Ella cede el bastión de su lengua mientras libra batallas aledañas. Guerrea contra las falanges que se descuelgan hacia la oreja, a las que cierra el paso con un hombro auxiliar. Se revuelve y muerde. Muerde la mano que le da de probar; expulsa al invasor de su alcazaba y sella los labios con media sonrisa.
Quien golpea primero golpea dos veces: alentado por el éxito inicial de su primer embate, el vasto imperio de la virilidad avanza en tropel. Se deja caer lento e imparable, al paso de los reyes. Tumbado sobre ella equipara sus hazañas a las de Alejandro Magno y le cuenta cómo éste dejó tras de sí un reguero de fortalezas, guarniciones y sátrapas que gobernaran las regiones de su mandato. “Haré de tu piel una de mis satrapías. Yo mismo la gobernaré”, fanfarronea el idiota.
Ella le tensa el pelo desde la nuca pero no se lo arranca, solo le distrae. Utiliza la mano libre para atacarle la retaguardia y envía a una milicia de cinco valientes que se posicionan, acantonados en su culo, esperando órdenes desde arriba. “Harás de mi piel un anhelo, tú mismo la llorarás”, rebate ella. Y a base de orgullo ablanda su invencibilidad.
Suenan cornetas de retirada, tiempo para el rearme.
De súbito toma ella la iniciativa entrando a viva fuerza con el ímpetu de una Galia. Con la luz de la batalla en sus ojos. La Reina Teuta, dueña del Peloponeso, ordena apresar a los romanos. Así se hará. La maniobra desguarnece al mando enemigo y éste, oculto en su Palacio de Invierno, crecido ante la adversidad, parece susurrar: “¿A qué espera mi Reina?”

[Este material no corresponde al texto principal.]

//! Turning an admin's upload, URL or pasted text into a stored document.

use std::path::{Path, PathBuf};
use std::sync::LazyLock;
use std::time::Duration;

use chrono::Utc;
use regex::Regex;
use serde::{Deserialize, Serialize};
use thiserror::Error;
use uuid::Uuid;

use crate::models::{KnowledgeDocument, KnowledgeSourceType};

const TEXT_EXTENSIONS: &[&str] = &["txt", "text", "md", "markdown"];
const MAX_TITLE_CHARS: usize = 80;

#[derive(Error, Debug)]
pub enum IngestError {
    #[error("Cannot read {path}: {source}")]
    Io {
        path: PathBuf,
        #[source]
        source: std::io::Error,
    },

    #[error("Unsupported file type: {0} (expected .txt or .md)")]
    UnsupportedFile(String),

    #[error("Invalid URL: {0}")]
    InvalidUrl(String),

    #[error("Fetching {url} failed: {reason}")]
    Fetch { url: String, reason: String },

    #[error("Knowledge content is empty")]
    EmptyContent,
}

/// Where new knowledge comes from.
#[derive(Debug, Clone, PartialEq, Serialize, Deserialize)]
#[serde(tag = "source_type", rename_all = "snake_case")]
pub enum KnowledgeSource {
    Upload { path: PathBuf },
    Url { url: String },
    PastedText { text: String },
}

#[derive(Debug, Clone, PartialEq, Serialize, Deserialize)]
pub struct NewKnowledgeDocument {
    /// Derived from the source when absent.
    pub title: Option<String>,
    pub source: KnowledgeSource,
}

static SCRIPT_STYLE_RE: LazyLock<Regex> = LazyLock::new(|| {
    Regex::new(r"(?is)<(script|style|noscript|head)\b[^>]*>.*?</(script|style|noscript|head)>")
        .expect("valid regex")
});
static BLOCK_TAG_RE: LazyLock<Regex> = LazyLock::new(|| {
    Regex::new(r"(?i)</?(p|div|br|li|h[1-6]|tr|section|article)\b[^>]*>").expect("valid regex")
});
static TAG_RE: LazyLock<Regex> = LazyLock::new(|| Regex::new(r"<[^>]*>").expect("valid regex"));
static SPACES_RE: LazyLock<Regex> = LazyLock::new(|| Regex::new(r"[ \t\r\f]+").expect("valid regex"));
static BLANK_LINES_RE: LazyLock<Regex> = LazyLock::new(|| Regex::new(r"\n\s*\n+").expect("valid regex"));

/// Visible text of an HTML page, paragraphs separated by blank lines.
pub fn strip_html(html: &str) -> String {
    let text = SCRIPT_STYLE_RE.replace_all(html, " ");
    let text = BLOCK_TAG_RE.replace_all(&text, "\n\n");
    let text = TAG_RE.replace_all(&text, " ");
    let text = text
        .replace("&nbsp;", " ")
        .replace("&lt;", "<")
        .replace("&gt;", ">")
        .replace("&quot;", "\"")
        .replace("&#39;", "'")
        .replace("&amp;", "&");
    let text = SPACES_RE.replace_all(&text, " ");
    let lines: Vec<&str> = text.lines().map(str::trim).collect();
    BLANK_LINES_RE
        .replace_all(&lines.join("\n"), "\n\n")
        .trim()
        .to_string()
}

fn read_upload(path: &Path) -> Result<String, IngestError> {
    let ext = path
        .extension()
        .and_then(|e| e.to_str())
        .map(str::to_lowercase)
        .unwrap_or_default();
    if !TEXT_EXTENSIONS.contains(&ext.as_str()) {
        return Err(IngestError::UnsupportedFile(path.display().to_string()));
    }
    std::fs::read_to_string(path).map_err(|e| IngestError::Io {
        path: path.to_path_buf(),
        source: e,
    })
}

fn fetch_url(url: &str, timeout: Duration) -> Result<String, IngestError> {
    if !(url.starts_with("http://") || url.starts_with("https://")) {
        return Err(IngestError::InvalidUrl(url.to_string()));
    }
    let fetch_err = |reason: String| IngestError::Fetch {
        url: url.to_string(),
        reason,
    };

    let client = reqwest::blocking::Client::builder()
        .timeout(timeout)
        .build()
        .map_err(|e| fetch_err(e.to_string()))?;
    let response = client.get(url).send().map_err(|e| {
        if e.is_timeout() {
            fetch_err(format!("timed out after {}s", timeout.as_secs()))
        } else {
            fetch_err(e.to_string())
        }
    })?;

    let status = response.status();
    if !status.is_success() {
        return Err(fetch_err(format!("HTTP {}", status.as_u16())));
    }
    let is_html = response
        .headers()
        .get(reqwest::header::CONTENT_TYPE)
        .and_then(|v| v.to_str().ok())
        .map(|v| v.contains("html"))
        .unwrap_or(true);
    let body = response.text().map_err(|e| fetch_err(e.to_string()))?;

    Ok(if is_html { strip_html(&body) } else { body })
}

fn default_title(source: &KnowledgeSource, content: &str) -> String {
    let title = match source {
        KnowledgeSource::Upload { path } => path
            .file_stem()
            .map(|s| s.to_string_lossy().into_owned())
            .unwrap_or_default(),
        KnowledgeSource::Url { url } => url
            .split("://")
            .nth(1)
            .unwrap_or(url)
            .trim_end_matches('/')
            .to_string(),
        KnowledgeSource::PastedText { .. } => content
            .lines()
            .map(|l| l.trim().trim_start_matches('#').trim())
            .find(|l| !l.is_empty())
            .unwrap_or_default()
            .to_string(),
    };
    let title: String = title.chars().take(MAX_TITLE_CHARS).collect();
    if title.is_empty() {
        "Untitled".into()
    } else {
        title
    }
}

/// Resolve a new document's content and metadata. Nothing is stored here.
pub fn prepare_document(
    new_doc: &NewKnowledgeDocument,
    uploaded_by: &str,
    fetch_timeout: Duration,
) -> Result<KnowledgeDocument, IngestError> {
    let (source_type, source_ref, content) = match &new_doc.source {
        KnowledgeSource::Upload { path } => (
            KnowledgeSourceType::Upload,
            path.file_name().map(|n| n.to_string_lossy().into_owned()),
            read_upload(path)?,
        ),
        KnowledgeSource::Url { url } => (
            KnowledgeSourceType::Url,
            Some(url.clone()),
            fetch_url(url, fetch_timeout)?,
        ),
        KnowledgeSource::PastedText { text } => (KnowledgeSourceType::PastedText, None, text.clone()),
    };

    let content = content.trim().to_string();
    if content.is_empty() {
        return Err(IngestError::EmptyContent);
    }

    let title = new_doc
        .title
        .as_deref()
        .map(str::trim)
        .filter(|t| !t.is_empty())
        .map(str::to_string)
        .unwrap_or_else(|| default_title(&new_doc.source, &content));

    Ok(KnowledgeDocument {
        id: Uuid::new_v4(),
        title,
        source_type,
        source_ref,
        content,
        uploaded_at: Utc::now(),
        uploaded_by: uploaded_by.to_string(),
    })
}
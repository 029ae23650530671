use chrono::{DateTime, Utc};
use serde::{Deserialize, Serialize};
use uuid::Uuid;

use super::enums::RiskLabel;
use super::observation::ClinicalObservation;

/// Output of one scoring call. Written once, never updated.
#[derive(Debug, Clone, PartialEq, Serialize, Deserialize)]
pub struct RiskAssessment {
    pub id: Uuid,
    pub probability: f64,
    pub label: RiskLabel,
    pub confidence_percent: f64,
    pub model_version: String,
    pub created_at: DateTime<Utc>,
    pub requested_by: String,
}

/// An assessment together with the observation it was scored from.
#[derive(Debug, Clone, PartialEq, Serialize, Deserialize)]
pub struct AssessmentRecord {
    pub assessment: RiskAssessment,
    pub observation: ClinicalObservation,
}

/// Aggregate counts over the assessment history.
#[derive(Debug, Clone, Default, PartialEq, Serialize, Deserialize)]
pub struct AssessmentStatistics {
    pub total: u64,
    pub diabetic: u64,
    pub non_diabetic: u64,
    pub mean_probability: Option<f64>,
}

/// Append-only audit record written alongside every assessment.
#[derive(Debug, Clone, PartialEq, Serialize, Deserialize)]
pub struct AuditEntry {
    pub timestamp: DateTime<Utc>,
    pub user_id: String,
    pub action: String,
    pub entity_type: String,
    pub entity_id: String,
}
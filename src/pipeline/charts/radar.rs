use super::canvas::{Canvas, BLUE, GREEN, GRID};
use super::reference::REFERENCE_RANGES;
use super::ChartError;
use crate::models::ClinicalObservation;

const SIZE: u32 = 600;
const RADIUS: f64 = 240.0;

fn vertex(center: f64, axis: usize, axes: usize, norm: f64) -> (i64, i64) {
    let angle = std::f64::consts::TAU * axis as f64 / axes as f64 - std::f64::consts::FRAC_PI_2;
    (
        (center + RADIUS * norm * angle.cos()).round() as i64,
        (center + RADIUS * norm * angle.sin()).round() as i64,
    )
}

fn ring(center: f64, axes: usize, norm: f64) -> Vec<(i64, i64)> {
    (0..axes).map(|i| vertex(center, i, axes, norm)).collect()
}

/// Patient profile over all eight features, each normalized so the target
/// midpoint lies on the 0.5 ring.
pub fn render_radar(observation: &ClinicalObservation) -> Result<Vec<u8>, ChartError> {
    let mut canvas = Canvas::new(SIZE, SIZE);
    let center = SIZE as f64 / 2.0;
    let axes = REFERENCE_RANGES.len();
    let hub = (center as i64, center as i64);

    for quarter in 1..=4 {
        canvas.polyline_closed(&ring(center, axes, quarter as f64 / 4.0), 1, GRID);
    }
    for i in 0..axes {
        canvas.line(hub, vertex(center, i, axes, 1.0), 1, GRID);
    }

    canvas.polyline_closed(&ring(center, axes, 0.5), 2, GREEN);

    let patient: Vec<(i64, i64)> = REFERENCE_RANGES
        .iter()
        .zip(observation.measurements().values())
        .enumerate()
        .map(|(i, (range, value))| vertex(center, i, axes, range.normalize(value)))
        .collect();
    canvas.fill_polygon(&patient, BLUE, 70);
    canvas.polyline_closed(&patient, 3, BLUE);
    for point in &patient {
        canvas.fill_circle(*point, 5, BLUE);
    }

    canvas.encode_png()
}
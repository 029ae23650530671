//! Minimal deterministic raster primitives over an RGB buffer.
//!
//! No anti-aliasing and no floating-point accumulation across pixels, so the
//! same drawing calls always produce the same bytes.

use std::io::Cursor;

use image::{DynamicImage, ImageOutputFormat, Rgb, RgbImage};

use super::ChartError;

pub type Color = [u8; 3];

pub const WHITE: Color = [255, 255, 255];
pub const AXIS: Color = [75, 85, 99];
pub const GRID: Color = [229, 231, 235];
pub const TARGET: Color = [156, 163, 175];
pub const GREEN: Color = [16, 185, 129];
pub const AMBER: Color = [245, 158, 11];
pub const RED: Color = [239, 68, 68];
pub const BLUE: Color = [37, 99, 235];

pub struct Canvas {
    img: RgbImage,
}

impl Canvas {
    pub fn new(width: u32, height: u32) -> Self {
        Self {
            img: RgbImage::from_pixel(width, height, Rgb(WHITE)),
        }
    }

    pub fn width(&self) -> u32 {
        self.img.width()
    }

    pub fn height(&self) -> u32 {
        self.img.height()
    }

    fn put(&mut self, x: i64, y: i64, color: Color) {
        if x >= 0 && y >= 0 && (x as u32) < self.img.width() && (y as u32) < self.img.height() {
            self.img.put_pixel(x as u32, y as u32, Rgb(color));
        }
    }

    /// Mix `color` over the existing pixel; `alpha` is out of 255.
    fn blend(&mut self, x: i64, y: i64, color: Color, alpha: u16) {
        if x < 0 || y < 0 || x as u32 >= self.img.width() || y as u32 >= self.img.height() {
            return;
        }
        let px = self.img.get_pixel_mut(x as u32, y as u32);
        for (dst, src) in px.0.iter_mut().zip(color) {
            *dst = ((src as u16 * alpha + *dst as u16 * (255 - alpha)) / 255) as u8;
        }
    }

    /// Half-open rectangle `[x0, x1) × [y0, y1)`.
    pub fn fill_rect(&mut self, x0: i64, y0: i64, x1: i64, y1: i64, color: Color) {
        for y in y0.min(y1)..y0.max(y1) {
            for x in x0.min(x1)..x0.max(x1) {
                self.put(x, y, color);
            }
        }
    }

    /// Bresenham line with a square pen of `thickness` pixels.
    pub fn line(&mut self, from: (i64, i64), to: (i64, i64), thickness: i64, color: Color) {
        let (mut x, mut y) = from;
        let dx = (to.0 - x).abs();
        let dy = -(to.1 - y).abs();
        let sx = if x < to.0 { 1 } else { -1 };
        let sy = if y < to.1 { 1 } else { -1 };
        let mut err = dx + dy;
        let half = thickness.max(1) / 2;

        loop {
            self.fill_rect(x - half, y - half, x - half + thickness.max(1), y - half + thickness.max(1), color);
            if x == to.0 && y == to.1 {
                break;
            }
            let e2 = 2 * err;
            if e2 >= dy {
                err += dy;
                x += sx;
            }
            if e2 <= dx {
                err += dx;
                y += sy;
            }
        }
    }

    pub fn polyline_closed(&mut self, points: &[(i64, i64)], thickness: i64, color: Color) {
        for (i, p) in points.iter().enumerate() {
            let next = points[(i + 1) % points.len()];
            self.line(*p, next, thickness, color);
        }
    }

    /// Even-odd scanline fill, sampling each pixel at its centre.
    pub fn fill_polygon(&mut self, points: &[(i64, i64)], color: Color, alpha: u16) {
        if points.len() < 3 {
            return;
        }
        let min_y = points.iter().map(|p| p.1).min().unwrap_or(0);
        let max_y = points.iter().map(|p| p.1).max().unwrap_or(0);

        for y in min_y..=max_y {
            // Doubled coordinates keep the pixel-centre test in integers.
            let sample = 2 * y + 1;
            let mut crossings: Vec<i64> = Vec::new();
            for (i, a) in points.iter().enumerate() {
                let b = points[(i + 1) % points.len()];
                let (ay, by) = (2 * a.1, 2 * b.1);
                if (ay <= sample && by > sample) || (by <= sample && ay > sample) {
                    let num = (sample - ay) * (b.0 - a.0);
                    let den = by - ay;
                    crossings.push(a.0 + num.div_euclid(den));
                }
            }
            crossings.sort_unstable();
            for pair in crossings.chunks_exact(2) {
                for x in pair[0]..pair[1] {
                    self.blend(x, y, color, alpha);
                }
            }
        }
    }

    pub fn fill_circle(&mut self, center: (i64, i64), radius: i64, color: Color) {
        let r2 = radius * radius;
        for y in -radius..=radius {
            for x in -radius..=radius {
                if x * x + y * y <= r2 {
                    self.put(center.0 + x, center.1 + y, color);
                }
            }
        }
    }

    /// Paint each pixel of a disc with the colour `pick` returns for its angle.
    ///
    /// Angles are in turns, clockwise from 12 o'clock, in `[0, 1)`.
    pub fn fill_disc_by_angle<F>(&mut self, center: (i64, i64), radius: i64, mut pick: F)
    where
        F: FnMut(f64) -> Color,
    {
        let r2 = radius * radius;
        for y in -radius..=radius {
            for x in -radius..=radius {
                if x * x + y * y > r2 {
                    continue;
                }
                let turns = (x as f64).atan2(-(y as f64)) / std::f64::consts::TAU;
                let turns = if turns < 0.0 { turns + 1.0 } else { turns };
                let color = pick(turns);
                self.put(center.0 + x, center.1 + y, color);
            }
        }
    }

    pub fn encode_png(self) -> Result<Vec<u8>, ChartError> {
        let mut cursor = Cursor::new(Vec::new());
        DynamicImage::ImageRgb8(self.img)
            .write_to(&mut cursor, ImageOutputFormat::Png)
            .map_err(|e| ChartError::Encode(e.to_string()))?;
        Ok(cursor.into_inner())
    }

    #[cfg(test)]
    pub fn pixel(&self, x: u32, y: u32) -> Color {
        self.img.get_pixel(x, y).0
    }
}

/// Lighter tint of `color`, `amount` out of 255 toward white.
pub fn tint(color: Color, amount: u16) -> Color {
    let mut out = color;
    for c in out.iter_mut() {
        *c = ((*c as u16 * (255 - amount) + 255 * amount) / 255) as u8;
    }
    out
}

#[cfg(test)]
mod tests {
    use super::*;

    #[test]
    fn rect_is_clipped_to_canvas() {
        let mut c = Canvas::new(10, 10);
        c.fill_rect(-5, -5, 3, 3, RED);
        assert_eq!(c.pixel(0, 0), RED);
        assert_eq!(c.pixel(2, 2), RED);
        assert_eq!(c.pixel(3, 3), WHITE);
    }

    #[test]
    fn line_reaches_both_endpoints() {
        let mut c = Canvas::new(20, 20);
        c.line((1, 1), (15, 9), 1, BLUE);
        assert_eq!(c.pixel(1, 1), BLUE);
        assert_eq!(c.pixel(15, 9), BLUE);
    }

    #[test]
    fn polygon_fill_covers_interior_only() {
        let mut c = Canvas::new(20, 20);
        c.fill_polygon(&[(2, 2), (12, 2), (12, 12), (2, 12)], GREEN, 255);
        assert_eq!(c.pixel(6, 6), GREEN);
        assert_eq!(c.pixel(15, 15), WHITE);
    }

    #[test]
    fn disc_quadrants_follow_clockwise_turns() {
        let mut c = Canvas::new(41, 41);
        c.fill_disc_by_angle((20, 20), 15, |t| if t < 0.25 { RED } else { BLUE });
        // Up and to the right is the first quarter turn.
        assert_eq!(c.pixel(25, 12), RED);
        // Down and to the left is later.
        assert_eq!(c.pixel(15, 28), BLUE);
    }

    #[test]
    fn png_starts_with_signature() {
        let bytes = Canvas::new(4, 4).encode_png().unwrap();
        assert_eq!(&bytes[..8], b"\x89PNG\r\n\x1a\n");
    }

    #[test]
    fn tint_moves_toward_white() {
        assert_eq!(tint(RED, 0), RED);
        assert_eq!(tint(RED, 255), WHITE);
    }
}
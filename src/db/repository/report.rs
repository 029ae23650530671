use std::path::PathBuf;
use std::str::FromStr;

use rusqlite::{params, Connection, OptionalExtension};
use uuid::Uuid;

use super::{format_timestamp, parse_timestamp, parse_uuid};
use crate::db::DatabaseError;
use crate::models::*;

/// Insert or replace the single report row for an assessment.
pub fn upsert_report(conn: &Connection, report: &ReportArtifact) -> Result<(), DatabaseError> {
    let chart_refs = serde_json::to_string(&report.chart_refs)
        .map_err(|e| DatabaseError::ConstraintViolation(format!("chart refs encoding: {e}")))?;
    conn.execute(
        "INSERT INTO report_artifacts (assessment_id, narrative_text, narrative_source,
         chart_refs, document_ref, format, generated_at)
         VALUES (?1, ?2, ?3, ?4, ?5, ?6, ?7)
         ON CONFLICT(assessment_id) DO UPDATE SET
            narrative_text = excluded.narrative_text,
            narrative_source = excluded.narrative_source,
            chart_refs = excluded.chart_refs,
            document_ref = excluded.document_ref,
            format = excluded.format,
            generated_at = excluded.generated_at",
        params![
            report.assessment_id.to_string(),
            report.narrative_text,
            report.narrative_source.as_str(),
            chart_refs,
            report.document_ref.to_string_lossy(),
            report.format.as_str(),
            format_timestamp(&report.generated_at),
        ],
    )?;
    Ok(())
}

pub fn get_report(
    conn: &Connection,
    assessment_id: &Uuid,
) -> Result<Option<ReportArtifact>, DatabaseError> {
    let row = conn
        .query_row(
            "SELECT assessment_id, narrative_text, narrative_source, chart_refs, document_ref,
                    format, generated_at
             FROM report_artifacts WHERE assessment_id = ?1",
            params![assessment_id.to_string()],
            |row| {
                Ok(ReportRow {
                    assessment_id: row.get(0)?,
                    narrative_text: row.get(1)?,
                    narrative_source: row.get(2)?,
                    chart_refs: row.get(3)?,
                    document_ref: row.get(4)?,
                    format: row.get(5)?,
                    generated_at: row.get(6)?,
                })
            },
        )
        .optional()?;

    row.map(report_from_row).transpose()
}

pub fn count_reports(conn: &Connection, assessment_id: &Uuid) -> Result<i64, DatabaseError> {
    let count = conn.query_row(
        "SELECT COUNT(*) FROM report_artifacts WHERE assessment_id = ?1",
        params![assessment_id.to_string()],
        |row| row.get(0),
    )?;
    Ok(count)
}

struct ReportRow {
    assessment_id: String,
    narrative_text: String,
    narrative_source: String,
    chart_refs: String,
    document_ref: String,
    format: String,
    generated_at: String,
}

fn report_from_row(row: ReportRow) -> Result<ReportArtifact, DatabaseError> {
    let chart_refs: Vec<PathBuf> =
        serde_json::from_str(&row.chart_refs).map_err(|e| DatabaseError::InvalidValue {
            field: "chart_refs".into(),
            reason: e.to_string(),
        })?;

    Ok(ReportArtifact {
        assessment_id: parse_uuid("assessment_id", &row.assessment_id)?,
        narrative_text: row.narrative_text,
        narrative_source: NarrativeSource::from_str(&row.narrative_source)?,
        chart_refs,
        document_ref: PathBuf::from(row.document_ref),
        format: ReportFormat::from_str(&row.format)?,
        generated_at: parse_timestamp("generated_at", &row.generated_at)?,
    })
}

#[cfg(test)]
mod tests {
    use super::*;
    use crate::db::repository::insert_assessment;
    use crate::db::sqlite::open_memory_database;
    use crate::pipeline::features::tests::sample_observation;
    use chrono::{Duration, Utc};

    fn seeded_assessment(conn: &Connection) -> Uuid {
        let assessment = RiskAssessment {
            id: Uuid::new_v4(),
            probability: 0.82,
            label: RiskLabel::Diabetic,
            confidence_percent: 82.0,
            model_version: "test".into(),
            created_at: Utc::now(),
            requested_by: "user".into(),
        };
        insert_assessment(conn, &assessment, &sample_observation()).unwrap();
        assessment.id
    }

    fn make_report(assessment_id: Uuid, narrative: &str) -> ReportArtifact {
        ReportArtifact {
            assessment_id,
            narrative_text: narrative.into(),
            narrative_source: NarrativeSource::Fallback,
            chart_refs: vec![PathBuf::from("/r/bar.png"), PathBuf::from("/r/pie.png")],
            document_ref: PathBuf::from("/r/report.pdf"),
            format: ReportFormat::Pdf,
            generated_at: Utc::now(),
        }
    }

    #[test]
    fn upsert_then_get_round_trip() {
        let conn = open_memory_database().unwrap();
        let id = seeded_assessment(&conn);
        let report = make_report(id, "first");
        upsert_report(&conn, &report).unwrap();

        assert_eq!(get_report(&conn, &id).unwrap(), Some(report));
    }

    #[test]
    fn regeneration_replaces_single_row() {
        let conn = open_memory_database().unwrap();
        let id = seeded_assessment(&conn);
        upsert_report(&conn, &make_report(id, "first")).unwrap();

        let mut second = make_report(id, "second");
        second.generated_at = Utc::now() + Duration::seconds(5);
        upsert_report(&conn, &second).unwrap();

        assert_eq!(count_reports(&conn, &id).unwrap(), 1);
        let stored = get_report(&conn, &id).unwrap().unwrap();
        assert_eq!(stored.narrative_text, "second");
    }

    #[test]
    fn report_requires_existing_assessment() {
        let conn = open_memory_database().unwrap();
        let result = upsert_report(&conn, &make_report(Uuid::new_v4(), "orphan"));
        assert!(result.is_err());
    }
}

Entonces chocan como chocarían dos masas errantes, como lo harían dos potencias nucleares tras décadas de miedo mutuo, con dos lenguas al abordaje y el vicio por bandera. A fuego. Ella exige reverencia y a él no se le caen los galones, le come el territorio por donde se pierden los nervios; al punto, se reagrupa y desenvaina el acero lustroso, sin tregua, cargando contra ella, una y otra vez, una y otra vez con el puñal traidor que multiplicado su tamaño pareciera espada noble, caliente, que carga y embiste y baila dentro de ella la danza de la muerte al orgullo, de los soldados cobardes como los Diez Mil de Jenofonte que eligieron vivir para contarlo, embestir, cargar, bailar y gozar. Parar de tanta agitación, derramarse sobre el colchón.
Al terminar el somier parece Kosovo. Él cae rendido pidiendo clemencia y ella, a bocajarro, le asesta un beso de gracia.